Os “não-seres” são representados por uma gama de personagens normalmente discriminados por nossa sociedade hipócrita, que sobrevivem atravessados pelas contingências e em cujo processo se revelam humanos; são viventes que estão presentes em nossa sociedade, mas, como sujeito negado, como ausência.
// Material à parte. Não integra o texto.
use std::{
  fmt::Display,
  path::{Path, PathBuf},
  sync::Arc,
};

use swc_core::common::SourceFile;

use crate::utils::PathExt;
use crate::CWD;

pub mod error_code;

#[derive(Debug)]
pub enum ErrorKind {
  /// The svg file behind a module id could not be read.
  ReadFileFailed {
    filename: PathBuf,
    source: std::io::Error,
  },
  /// The markup could not be turned into a component.
  InvalidSvg {
    reason: String,
    position: Option<u64>,
  },
  /// One of the `importStringPattern` globs does not compile.
  InvalidImportPattern {
    pattern: String,
    reason: String,
  },
  /// The generated component source is not valid for the selected loader.
  ParseJsFailed {
    source_file: Arc<SourceFile>,
    source: swc_core::ecma::parser::error::Error,
  },
  /// Unrecoverable failure that has no dedicated kind, e.g. a codegen error.
  Panic {
    source: anyhow::Error,
  },
}

impl Display for ErrorKind {
  fn fmt(&self, f: &mut std::fmt::Formatter<'_>) -> std::fmt::Result {
    match self {
      ErrorKind::ReadFileFailed { filename, source } => write!(f, "Could not read \"{}\": {source}", filename.may_display_relative()),
      ErrorKind::InvalidSvg { reason, position: Some(position) } => write!(f, "Invalid svg markup at byte {position}: {reason}"),
      ErrorKind::InvalidSvg { reason, position: None } => write!(f, "Invalid svg markup: {reason}"),
      ErrorKind::InvalidImportPattern { pattern, reason } => write!(f, r#"Invalid "importStringPattern" value "{pattern}": {reason}"#),
      ErrorKind::ParseJsFailed { source_file, source } => write!(
        f,
        "Parse failed: {}: {}",
        Path::new(&source_file.name.to_string()).may_display_relative(),
        source.kind().msg()
      ),
      ErrorKind::Panic { source } => source.fmt(f),
    }
  }
}

impl ErrorKind {
  /// Shorten the file paths in messages by make them relative to CWD.
  pub fn to_readable_string(&self, cwd: impl AsRef<Path>) -> String {
    let cwd = cwd.as_ref().to_path_buf();
    CWD.set(&cwd, || self.to_string())
  }

  pub fn code(&self) -> &'static str {
    match self {
      ErrorKind::ReadFileFailed { .. } => error_code::READ_FILE_FAILED,
      ErrorKind::InvalidSvg { .. } => error_code::INVALID_SVG,
      ErrorKind::InvalidImportPattern { .. } => error_code::INVALID_IMPORT_PATTERN,
      ErrorKind::ParseJsFailed { .. } => error_code::PARSE_JS_FAILED,
      ErrorKind::Panic { .. } => error_code::PANIC,
    }
  }
}
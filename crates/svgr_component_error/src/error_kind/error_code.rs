pub const READ_FILE_FAILED: &str = "READ_FILE_FAILED";
pub const INVALID_SVG: &str = "INVALID_SVG";
pub const INVALID_IMPORT_PATTERN: &str = "INVALID_IMPORT_PATTERN";
pub const PARSE_JS_FAILED: &str = "PARSE_JS_FAILED";
pub const PANIC: &str = "PANIC";
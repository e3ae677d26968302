use std::path::Path;

use swc_core::{
  common::{
    chain, comments::SingleThreadedComments, pass::Optional, util::take::Take, Globals, Mark,
    GLOBALS,
  },
  ecma::{
    transforms::{
      base::{
        fixer::fixer,
        helpers::{Helpers, HELPERS},
        hygiene::hygiene,
        resolver,
      },
      react::{self, Runtime},
      typescript::strip,
    },
    visit::FoldWith,
  },
};
use tracing::instrument;

use crate::{Compiler, Loader};

/// How JSX is lowered. `Classic` expects `React` to be in scope.
#[derive(Debug, Clone, Copy, Default, PartialEq, Eq)]
pub enum JsxRuntime {
  #[default]
  Classic,
  Automatic,
}

#[derive(Debug, Clone, Copy)]
pub struct TransformOptions {
  pub loader: Loader,
  pub jsx_runtime: JsxRuntime,
}

impl TransformOptions {
  pub fn new(loader: Loader) -> Self {
    Self {
      loader,
      jsx_runtime: JsxRuntime::default(),
    }
  }
}

#[derive(Debug, Clone, PartialEq, Eq)]
pub struct TransformOutput {
  pub code: String,
  pub map: Option<String>,
}

impl Compiler {
  /// Turns `source` into plain JavaScript: JSX is lowered and, for typed
  /// loaders, type syntax is erased. ES module syntax is kept as is.
  #[instrument(skip_all, fields(filename = %filename.as_ref().display(), loader = options.loader.as_str()))]
  pub fn transform(
    &self,
    filename: impl AsRef<Path>,
    source: String,
    options: &TransformOptions,
  ) -> svgr_component_error::Result<TransformOutput> {
    let fm = self.add_source_file(filename.as_ref(), source);
    let comments = SingleThreadedComments::default();
    let mut module =
      self.parse_module(fm, options.loader.syntax(), Some(&comments))?;

    // Marks are only valid inside the globals they were created in.
    GLOBALS.set(&Globals::new(), || HELPERS.set(&Helpers::new(false), || {
      let unresolved_mark = Mark::new();
      let top_level_mark = Mark::new();

      let mut chained = chain!(
        // Conduct identifier scope analysis
        resolver(unresolved_mark, top_level_mark, options.loader.is_typescript()),
        // Lower JSX before stripping types, otherwise `import * as React` looks
        // unused and gets elided together with the type-only imports.
        react::react(
          self.cm.clone(),
          Some(comments.clone()),
          react::Options {
            runtime: Some(match options.jsx_runtime {
              JsxRuntime::Classic => Runtime::Classic,
              JsxRuntime::Automatic => Runtime::Automatic,
            }),
            // `{ ...props }` instead of the `_extends` helper
            use_spread: Some(true),
            ..Default::default()
          },
          top_level_mark,
          unresolved_mark,
        ),
        Optional::new(strip(top_level_mark), options.loader.is_typescript()),
        hygiene(),
        fixer(Some(&comments)),
      );
      module = module.take().fold_with(&mut chained);
    }));

    let code = self.print_module(&module, Some(&comments))?;
    tracing::trace!(bytes = code.len(), "transformed");
    Ok(TransformOutput { code, map: None })
  }
}
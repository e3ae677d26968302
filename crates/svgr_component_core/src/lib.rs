mod plugin_driver;
pub use plugin_driver::*;

pub type BuildResult<T> = svgr_component_error::Result<T>;
pub type BuildError = svgr_component_error::Error;
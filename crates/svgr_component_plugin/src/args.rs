#[derive(Debug, Clone, Copy)]
pub struct TransformArgs<'a> {
  /// Module id as the host knows it: a resolved path, possibly with a `?query` suffix.
  pub id: &'a str,
  pub code: &'a str,
}
use std::path::{Path, PathBuf};

use serde::Deserialize;
use svgr_component::{SvgrComponentOptions, SvgrComponentPlugin};
use svgr_component_plugin::{BuildPlugin, TransformArgs, TransformResult};
use tempfile::TempDir;

pub const ICON: &str = r##"<svg xmlns="http://www.w3.org/2000/svg" width="24" height="24" viewBox="0 0 24 24"><title>Icon</title><path fill="#000" d="M0 0h24v24H0z"/></svg>"##;

pub fn block_on<F: std::future::Future>(future: F) -> F::Output {
  tokio::runtime::Runtime::new().unwrap().block_on(future)
}

/// A temp dir holding svg files. Dropping it removes the files.
pub struct SvgDir {
  pub dir: TempDir,
}

impl SvgDir {
  pub fn new() -> Self {
    Self {
      dir: tempfile::tempdir().unwrap(),
    }
  }

  /// Writes `content` to `name` and returns the absolute id.
  pub fn write(&self, name: &str, content: &str) -> String {
    let path = self.dir.path().join(name);
    std::fs::write(&path, content).unwrap();
    path.to_string_lossy().to_string()
  }

  pub fn path(&self, name: &str) -> PathBuf {
    self.dir.path().join(name)
  }
}

pub fn plugin(options: SvgrComponentOptions) -> SvgrComponentPlugin {
  SvgrComponentPlugin::new(options).unwrap()
}

pub async fn transform(
  plugin: &SvgrComponentPlugin,
  id: &str,
) -> svgr_component_error::Result<Option<TransformResult>> {
  plugin.transform(&TransformArgs { id, code: "" }).await
}

#[derive(Debug, Deserialize)]
#[serde(rename_all = "camelCase")]
pub struct ExpectedError {
  pub code: String,
  #[serde(default)]
  pub message_contains: Option<String>,
}

/// `test.config.json` of a fixture folder. Successful fixtures are compared
/// against `output.snap` next to `input.svg`.
#[derive(Debug, Deserialize)]
#[serde(rename_all = "camelCase")]
pub struct TestConfig {
  #[serde(default)]
  pub options: SvgrComponentOptions,
  /// Id suffix appended to the path of `input.svg`, e.g. `?react`.
  #[serde(default)]
  pub query: String,
  #[serde(default)]
  pub expected_error: Option<ExpectedError>,
}

impl TestConfig {
  pub fn from_config_path(filepath: &Path) -> Self {
    serde_json::from_str(&std::fs::read_to_string(filepath).unwrap_or_else(|_| "{}".to_string()))
      .unwrap()
  }
}

pub fn run_fixture(test_config_path: &Path) {
  let fixture_folder = test_config_path.parent().unwrap();
  let config = TestConfig::from_config_path(test_config_path);
  let id = format!(
    "{}{}",
    fixture_folder.join("input.svg").to_string_lossy(),
    config.query
  );

  let plugin = plugin(config.options);
  let output = block_on(transform(&plugin, &id));

  if let Some(expected_error) = config.expected_error {
    let error = output.expect_err("Expected error but got success");
    assert_eq!(error.kind.code(), expected_error.code);
    if let Some(message) = expected_error.message_contains {
      let readable = error.kind.to_readable_string(fixture_folder);
      assert!(readable.contains(&message), "{readable}");
    }
    assert!(!plugin.is_cached(&id));
    return;
  }

  let output = output.unwrap().expect("svg should be handled");
  assert_eq!(output.map, None);
  assert!(plugin.is_cached(&id));

  let mut settings = insta::Settings::clone_current();
  settings.set_snapshot_path(fixture_folder);
  settings.set_prepend_module_to_snapshot(false);
  settings.set_input_file(fixture_folder);
  settings.bind(|| {
    insta::assert_snapshot!("output", output.code);
  });
}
Somos apresentados a grupos marginalizados (“de tudo o que é nego torto”), aos sem-lugar (os “errantes” e “retirantes”), aos deficientes físicos (os “cegos”), aos desprovidos de recurso e de esperança (“quem não tem mais nada”); também àqueles que são confinados aos lugares de reclusão (os “detentos”), aos insanos e leprosos (“loucas” e “lazarentos”), aos frágeis e inexperientes (“moleques do internato”), aos impotentes e deficientes (“velhinhos sem saúde”) e até às solitárias e desesperançadas (“viúvas sem porvir”).
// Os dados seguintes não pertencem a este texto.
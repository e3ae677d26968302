use std::collections::BTreeMap;

use heck::{ToLowerCamelCase, ToUpperCamelCase};

use crate::{Config, Element, ExpandProps, Node};

#[derive(Debug, Clone, PartialEq, Eq)]
pub enum JsxAttr {
  Str { name: String, value: String },
  Expr { name: String, expr: String },
  Spread(String),
}

impl JsxAttr {
  fn name(&self) -> Option<&str> {
    match self {
      JsxAttr::Str { name, .. } | JsxAttr::Expr { name, .. } => Some(name),
      JsxAttr::Spread(_) => None,
    }
  }

  /// `"{props.color}"` is an expression, anything else a string.
  fn from_value(name: impl Into<String>, value: &str) -> Self {
    match value
      .strip_prefix('{')
      .and_then(|value| value.strip_suffix('}'))
    {
      Some(expr) => JsxAttr::Expr {
        name: name.into(),
        expr: expr.to_string(),
      },
      None => JsxAttr::Str {
        name: name.into(),
        value: value.to_string(),
      },
    }
  }
}

#[derive(Debug, Clone, PartialEq, Eq)]
pub enum JsxChild {
  Element(JsxElement),
  Expr(String),
}

#[derive(Debug, Clone, PartialEq, Eq)]
pub struct JsxElement {
  pub name: String,
  pub attrs: Vec<JsxAttr>,
  pub children: Vec<JsxChild>,
}

impl JsxElement {
  fn set_attr(&mut self, attr: JsxAttr) {
    let name = attr.name().map(ToOwned::to_owned);
    match self
      .attrs
      .iter_mut()
      .find(|existing| existing.name().is_some() && existing.name() == name.as_deref())
    {
      Some(existing) => *existing = attr,
      None => self.attrs.push(attr),
    }
  }

  fn remove_attr(&mut self, name: &str) {
    self.attrs.retain(|attr| attr.name() != Some(name));
  }

  pub fn render(&self) -> String {
    let mut out = String::new();
    self.render_into(&mut out);
    out
  }

  fn render_into(&self, out: &mut String) {
    out.push('<');
    out.push_str(&self.name);
    for attr in &self.attrs {
      out.push(' ');
      match attr {
        JsxAttr::Str { name, value } if needs_expression(value) => {
          out.push_str(&format!("{name}={{{}}}", js_string(value)));
        }
        JsxAttr::Str { name, value } => out.push_str(&format!("{name}=\"{value}\"")),
        JsxAttr::Expr { name, expr } => out.push_str(&format!("{name}={{{expr}}}")),
        JsxAttr::Spread(expr) => out.push_str(&format!("{{...{expr}}}")),
      }
    }
    if self.children.is_empty() {
      out.push_str(" />");
      return;
    }
    out.push('>');
    for child in &self.children {
      match child {
        JsxChild::Element(el) => el.render_into(out),
        JsxChild::Expr(expr) => {
          out.push('{');
          out.push_str(expr);
          out.push('}');
        }
      }
    }
    out.push_str("</");
    out.push_str(&self.name);
    out.push('>');
  }
}

/// Converts the svg tree into JSX and applies the prop-related options to the root.
pub fn to_jsx(root: &Element, config: &Config) -> JsxElement {
  let empty = BTreeMap::new();
  let replacements = config.replace_attr_values.as_ref().unwrap_or(&empty);

  let mut root_children = root.children.clone();
  let title = if config.title_prop() {
    Some(take_child(&mut root_children, "title"))
  } else {
    None
  };
  let desc = if config.desc_prop() {
    Some(take_child(&mut root_children, "desc"))
  } else {
    None
  };

  let mut svg = convert_element(
    &Element {
      name: root.name.clone(),
      attributes: root.attributes.clone(),
      children: root_children,
    },
    replacements,
  );

  if !config.dimensions() {
    svg.remove_attr("width");
    svg.remove_attr("height");
  }
  if config.icon() {
    svg.set_attr(JsxAttr::from_value("width", "1em"));
    svg.set_attr(JsxAttr::from_value("height", "1em"));
  }
  if let Some(svg_props) = &config.svg_props {
    for (name, value) in svg_props {
      svg.set_attr(JsxAttr::from_value(name.as_str(), value));
    }
  }
  if config.with_ref() {
    svg.set_attr(JsxAttr::from_value("ref", "{ref}"));
  }

  let mut injected = vec![];
  if let Some(existing) = title {
    svg.set_attr(JsxAttr::from_value("aria-labelledby", "{titleId}"));
    injected.push(JsxChild::Expr(optional_text_element("title", "titleId", existing)));
  }
  if let Some(existing) = desc {
    svg.set_attr(JsxAttr::from_value("aria-describedby", "{descId}"));
    injected.push(JsxChild::Expr(optional_text_element("desc", "descId", existing)));
  }
  injected.append(&mut svg.children);
  svg.children = injected;

  match config.expand_props() {
    ExpandProps::Start => svg.attrs.insert(0, JsxAttr::Spread("props".to_string())),
    ExpandProps::End => svg.attrs.push(JsxAttr::Spread("props".to_string())),
    ExpandProps::Off => {}
  }

  svg
}

/// Removes the first `<name>` child and returns its text, if there was one.
fn take_child(children: &mut Vec<Node>, name: &str) -> Option<String> {
  let idx = children
    .iter()
    .position(|child| matches!(child, Node::Element(el) if el.name == name))?;
  match children.remove(idx) {
    Node::Element(el) => Some(el.text()),
    Node::Text(_) => None,
  }
}

/// `{title ? <title id={titleId}>{title}</title> : null}`, falling back to the
/// markup's own text while the prop is `undefined`.
fn optional_text_element(tag: &str, id: &str, existing: Option<String>) -> String {
  let from_prop = format!("<{tag} id={{{id}}}>{{{tag}}}</{tag}>");
  match existing {
    Some(text) => format!(
      "{tag} === undefined ? <{tag} id={{{id}}}>{{{}}}</{tag}> : {tag} ? {from_prop} : null",
      js_string(&text)
    ),
    None => format!("{tag} ? {from_prop} : null"),
  }
}

fn convert_element(element: &Element, replacements: &BTreeMap<String, String>) -> JsxElement {
  let attrs = element
    .attributes
    .iter()
    .map(|attr| {
      let name = jsx_attribute_name(&attr.name);
      if name == "style" {
        return JsxAttr::Expr {
          name,
          expr: style_to_object(&attr.value),
        };
      }
      match replacements.get(&attr.value) {
        Some(replacement) => JsxAttr::from_value(name, replacement),
        None => JsxAttr::Str {
          name,
          value: attr.value.clone(),
        },
      }
    })
    .collect();

  let children = element
    .children
    .iter()
    .map(|child| match child {
      Node::Element(el) => JsxChild::Element(convert_element(el, replacements)),
      Node::Text(text) => JsxChild::Expr(js_string(text)),
    })
    .collect();

  JsxElement {
    name: element.name.clone(),
    attrs,
    children,
  }
}

/// Maps an svg attribute to the prop name React expects.
pub fn jsx_attribute_name(name: &str) -> String {
  match name {
    "class" => "className".to_string(),
    "for" => "htmlFor".to_string(),
    "tabindex" => "tabIndex".to_string(),
    "crossorigin" => "crossOrigin".to_string(),
    _ if name.starts_with("data-") || name.starts_with("aria-") => name.to_string(),
    _ if name.contains(|c| c == '-' || c == ':') => name.to_lower_camel_case(),
    _ => name.to_string(),
  }
}

/// `fill:red;stroke-width:2` -> `{ fill: "red", strokeWidth: 2 }`
pub fn style_to_object(style: &str) -> String {
  let properties = style
    .split(';')
    .filter_map(|declaration| declaration.split_once(':'))
    .map(|(property, value)| (property.trim(), value.trim()))
    .filter(|(property, value)| !property.is_empty() && !value.is_empty())
    .map(|(property, value)| format!("{}: {}", style_key(property), style_value(value)))
    .collect::<Vec<_>>();

  if properties.is_empty() {
    "{}".to_string()
  } else {
    format!("{{ {} }}", properties.join(", "))
  }
}

fn style_key(property: &str) -> String {
  if property.starts_with("--") {
    js_string(property)
  } else if let Some(rest) = property.strip_prefix("-ms-") {
    format!("ms{}", rest.to_upper_camel_case())
  } else if property.starts_with('-') {
    property.to_upper_camel_case()
  } else {
    property.to_lower_camel_case()
  }
}

fn style_value(value: &str) -> String {
  let is_number = value.parse::<f64>().is_ok()
    && value
      .chars()
      .all(|c| c.is_ascii_digit() || c == '.' || c == '-');
  if is_number {
    value.to_string()
  } else {
    js_string(value)
  }
}

fn needs_expression(value: &str) -> bool {
  value.contains(|c| matches!(c, '"' | '&' | '\\' | '\n' | '\r'))
}

/// Quotes `value` as a JavaScript string literal.
pub(crate) fn js_string(value: &str) -> String {
  serde_json::Value::String(value.to_string()).to_string()
}

#[cfg(test)]
mod tests {
  use super::*;
  use crate::parse_svg;

  fn render(source: &str, config: Config) -> String {
    to_jsx(&parse_svg(source).unwrap(), &config).render()
  }

  #[test]
  fn renames_attributes_for_react() {
    assert_eq!(jsx_attribute_name("stroke-width"), "strokeWidth");
    assert_eq!(jsx_attribute_name("xlink:href"), "xlinkHref");
    assert_eq!(jsx_attribute_name("xmlns:xlink"), "xmlnsXlink");
    assert_eq!(jsx_attribute_name("xml:space"), "xmlSpace");
    assert_eq!(jsx_attribute_name("class"), "className");
    assert_eq!(jsx_attribute_name("viewBox"), "viewBox");
    assert_eq!(jsx_attribute_name("data-name"), "data-name");
    assert_eq!(jsx_attribute_name("aria-hidden"), "aria-hidden");
  }

  #[test]
  fn converts_style_strings_to_objects() {
    assert_eq!(
      style_to_object("fill: #fff; stroke-width:2;-webkit-transform:none;--accent:red"),
      r##"{ fill: "#fff", strokeWidth: 2, WebkitTransform: "none", "--accent": "red" }"##
    );
    assert_eq!(style_to_object(" ; "), "{}");
  }

  #[test]
  fn renders_props_spread_at_the_end_by_default() {
    assert_eq!(
      render(
        r#"<svg viewBox="0 0 24 24" class="icon"><text>a "quote"</text></svg>"#,
        Config::default()
      ),
      r#"<svg viewBox="0 0 24 24" className="icon" {...props}><text>{"a \"quote\""}</text></svg>"#
    );
  }

  #[test]
  fn mixed_text_runs_keep_their_spacing() {
    assert_eq!(
      render(
        "<svg>\n  <text>Hello <tspan>World</tspan></text>\n</svg>",
        Config {
          expand_props: Some(ExpandProps::Off),
          ..Default::default()
        }
      ),
      r#"<svg><text>{"Hello "}<tspan>{"World"}</tspan></text></svg>"#
    );
  }

  #[test]
  fn applies_root_options() {
    let config = Config {
      icon: Some(true),
      ref_: Some(true),
      expand_props: Some(ExpandProps::Start),
      svg_props: Some(BTreeMap::from([
        ("role".to_string(), "img".to_string()),
        ("focusable".to_string(), "{false}".to_string()),
      ])),
      replace_attr_values: Some(BTreeMap::from([(
        "#000".to_string(),
        "{props.color}".to_string(),
      )])),
      ..Default::default()
    };
    assert_eq!(
      render(
        r##"<svg width="24" height="24"><path fill="#000" d="M0 0"/></svg>"##,
        config
      ),
      r#"<svg {...props} width="1em" height="1em" focusable={false} role="img" ref={ref}><path fill={props.color} d="M0 0" /></svg>"#
    );
  }

  #[test]
  fn drops_dimensions_when_disabled() {
    let config = Config {
      dimensions: Some(false),
      expand_props: Some(ExpandProps::Off),
      ..Default::default()
    };
    assert_eq!(
      render(r#"<svg width="24" height="24" viewBox="0 0 24 24"/>"#, config),
      r#"<svg viewBox="0 0 24 24" />"#
    );
  }

  #[test]
  fn title_prop_reuses_the_existing_title() {
    let config = Config {
      title_prop: Some(true),
      desc_prop: Some(true),
      ..Default::default()
    };
    assert_eq!(
      render(r#"<svg><title>Logo</title><path/></svg>"#, config),
      concat!(
        r#"<svg aria-labelledby={titleId} aria-describedby={descId} {...props}>"#,
        r#"{title === undefined ? <title id={titleId}>{"Logo"}</title> : title ? <title id={titleId}>{title}</title> : null}"#,
        r#"{desc ? <desc id={descId}>{desc}</desc> : null}"#,
        r#"<path /></svg>"#
      )
    );
  }
}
Não apenas seres ignóbeis são narrados nessa primeira estrofe, mas, também, percebemos que os locais onde Geni oferece o seu corpo são, na verdade, não-lugares, pelo menos quando considerada a legitimidade da própria união dos corpos nos termos da sacralidade do matrimônio. Os locais escolhidos pelo poeta seriam lugares legítimos e comuns não se prestassem aqui à perversão de Geni. Por isso o “mangue”, que embora seja um ecossistema, na canção carrega uma clara conotação pejorativa, já que em perspectiva popular nos remete a um lugar fétido, lamacento, cheio de mosquitos e muitas vezes impenetrável; também o “cais do porto”, mencionado de modo pejorativo em função da promiscuidade que normalmente carreia; são apresentados ainda os espaços escuros da “garagem” e da “cantina”, mas, também, deparamo- -nos com a imprudência e insegurança refletidas na escolha de lugares, tais como “atrás do tanque” e “no mato”.
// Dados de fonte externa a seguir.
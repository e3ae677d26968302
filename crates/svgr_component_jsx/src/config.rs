use std::collections::BTreeMap;

use serde::Deserialize;

/// SVGR-compatible component options. Every field is optional so that a
/// caller-supplied record can be laid over a set of defaults with
/// [Config::merge]; unset fields fall back to SVGR's own defaults. SVGR options
/// without an implementation here (`native`, `template`, `plugins`, ...) are
/// rejected when deserializing.
#[derive(Debug, Clone, Default, PartialEq, Eq, Deserialize)]
#[serde(rename_all = "camelCase", default, deny_unknown_fields)]
pub struct Config {
  pub icon: Option<bool>,
  pub dimensions: Option<bool>,
  pub expand_props: Option<ExpandProps>,
  #[serde(rename = "ref")]
  pub ref_: Option<bool>,
  pub title_prop: Option<bool>,
  pub desc_prop: Option<bool>,
  pub memo: Option<bool>,
  pub typescript: Option<bool>,
  pub svgo: Option<bool>,
  pub svg_props: Option<BTreeMap<String, String>>,
  pub replace_attr_values: Option<BTreeMap<String, String>>,
  pub jsx_runtime: Option<JsxRuntime>,
  pub export_type: Option<ExportType>,
  pub named_export: Option<String>,
}

impl Config {
  /// Shallow merge: every key set in `overrides` wins, the rest is kept.
  pub fn merge(&self, overrides: &Config) -> Config {
    Config {
      icon: overrides.icon.or(self.icon),
      dimensions: overrides.dimensions.or(self.dimensions),
      expand_props: overrides.expand_props.or(self.expand_props),
      ref_: overrides.ref_.or(self.ref_),
      title_prop: overrides.title_prop.or(self.title_prop),
      desc_prop: overrides.desc_prop.or(self.desc_prop),
      memo: overrides.memo.or(self.memo),
      typescript: overrides.typescript.or(self.typescript),
      svgo: overrides.svgo.or(self.svgo),
      svg_props: overrides
        .svg_props
        .clone()
        .or_else(|| self.svg_props.clone()),
      replace_attr_values: overrides
        .replace_attr_values
        .clone()
        .or_else(|| self.replace_attr_values.clone()),
      jsx_runtime: overrides.jsx_runtime.or(self.jsx_runtime),
      export_type: overrides.export_type.or(self.export_type),
      named_export: overrides
        .named_export
        .clone()
        .or_else(|| self.named_export.clone()),
    }
  }

  pub fn icon(&self) -> bool {
    self.icon.unwrap_or(false)
  }

  pub fn dimensions(&self) -> bool {
    self.dimensions.unwrap_or(true)
  }

  pub fn expand_props(&self) -> ExpandProps {
    self.expand_props.unwrap_or_default()
  }

  pub fn with_ref(&self) -> bool {
    self.ref_.unwrap_or(false)
  }

  pub fn title_prop(&self) -> bool {
    self.title_prop.unwrap_or(false)
  }

  pub fn desc_prop(&self) -> bool {
    self.desc_prop.unwrap_or(false)
  }

  pub fn memo(&self) -> bool {
    self.memo.unwrap_or(false)
  }

  pub fn typescript(&self) -> bool {
    self.typescript.unwrap_or(false)
  }

  pub fn svgo(&self) -> bool {
    self.svgo.unwrap_or(true)
  }

  pub fn jsx_runtime(&self) -> JsxRuntime {
    self.jsx_runtime.unwrap_or_default()
  }

  pub fn export_type(&self) -> ExportType {
    self.export_type.unwrap_or_default()
  }

  pub fn named_export(&self) -> &str {
    self.named_export.as_deref().unwrap_or("ReactComponent")
  }
}

/// Where `{...props}` lands on the root `<svg>`.
#[derive(Debug, Clone, Copy, Default, PartialEq, Eq, Deserialize)]
#[serde(from = "RawExpandProps")]
pub enum ExpandProps {
  Start,
  #[default]
  End,
  Off,
}

#[derive(Deserialize)]
#[serde(untagged)]
enum RawExpandProps {
  Enabled(bool),
  Position(Position),
}

#[derive(Deserialize)]
#[serde(rename_all = "lowercase")]
enum Position {
  Start,
  End,
}

impl From<RawExpandProps> for ExpandProps {
  fn from(raw: RawExpandProps) -> Self {
    match raw {
      RawExpandProps::Enabled(true) | RawExpandProps::Position(Position::End) => ExpandProps::End,
      RawExpandProps::Enabled(false) => ExpandProps::Off,
      RawExpandProps::Position(Position::Start) => ExpandProps::Start,
    }
  }
}

#[derive(Debug, Clone, Copy, Default, PartialEq, Eq, Deserialize)]
#[serde(rename_all = "lowercase")]
pub enum JsxRuntime {
  #[default]
  Classic,
  Automatic,
}

#[derive(Debug, Clone, Copy, Default, PartialEq, Eq, Deserialize)]
#[serde(rename_all = "lowercase")]
pub enum ExportType {
  #[default]
  Default,
  Named,
}

#[cfg(test)]
mod tests {
  use super::*;

  #[test]
  fn caller_keys_override_and_absent_keys_are_kept() {
    let defaults = Config {
      memo: Some(true),
      typescript: Some(true),
      svgo: Some(true),
      title_prop: Some(true),
      ..Default::default()
    };
    let merged = defaults.merge(&Config {
      typescript: Some(false),
      ..Default::default()
    });
    assert_eq!(
      merged,
      Config {
        memo: Some(true),
        typescript: Some(false),
        svgo: Some(true),
        title_prop: Some(true),
        ..Default::default()
      }
    );
  }

  #[test]
  fn deserializes_svgr_option_names() {
    let config: Config = serde_json::from_str(
      r##"{
        "ref": true,
        "titleProp": true,
        "expandProps": "start",
        "jsxRuntime": "automatic",
        "exportType": "named",
        "svgProps": { "role": "img" },
        "replaceAttrValues": { "#000": "currentColor" }
      }"##,
    )
    .unwrap();
    assert!(config.with_ref());
    assert!(config.title_prop());
    assert_eq!(config.expand_props(), ExpandProps::Start);
    assert_eq!(config.jsx_runtime(), JsxRuntime::Automatic);
    assert_eq!(config.export_type(), ExportType::Named);
    assert_eq!(config.named_export(), "ReactComponent");
    assert_eq!(config.svg_props.unwrap()["role"], "img");
  }

  #[test]
  fn unsupported_svgr_options_are_rejected() {
    for config in [
      r#"{ "native": true }"#,
      r#"{ "svgoConfig": {} }"#,
      r#"{ "memo": true, "template": "tpl" }"#,
    ] {
      let err = serde_json::from_str::<Config>(config).unwrap_err();
      assert!(err.to_string().contains("unknown field"), "{err}");
    }
  }

  #[test]
  fn expand_props_accepts_booleans() {
    let off: Config = serde_json::from_str(r#"{ "expandProps": false }"#).unwrap();
    let on: Config = serde_json::from_str(r#"{ "expandProps": true }"#).unwrap();
    assert_eq!(off.expand_props(), ExpandProps::Off);
    assert_eq!(on.expand_props(), ExpandProps::End);
    assert_eq!(Config::default().expand_props(), ExpandProps::End);
  }
}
O não-lugar dos não-seres é, por outro lado, o próprio lugar da vulnerabilidade humana. É assim que Geni, na perspectiva do narrador, ao “dar pra qualquer um” expressa sua estranha bondade no contexto de personagens e espaços não-autorizados. Por outro lado, pelas mesmas razões, a cidade impropera a primeira versão do coro:
Joga pedra na Geni! / Joga pedra na Geni!
Ela é feita pra apanhar! / Ela é boa de cuspir!
Ela dá pra qualquer um! / Maldita Geni! (BUARQUE, 1982).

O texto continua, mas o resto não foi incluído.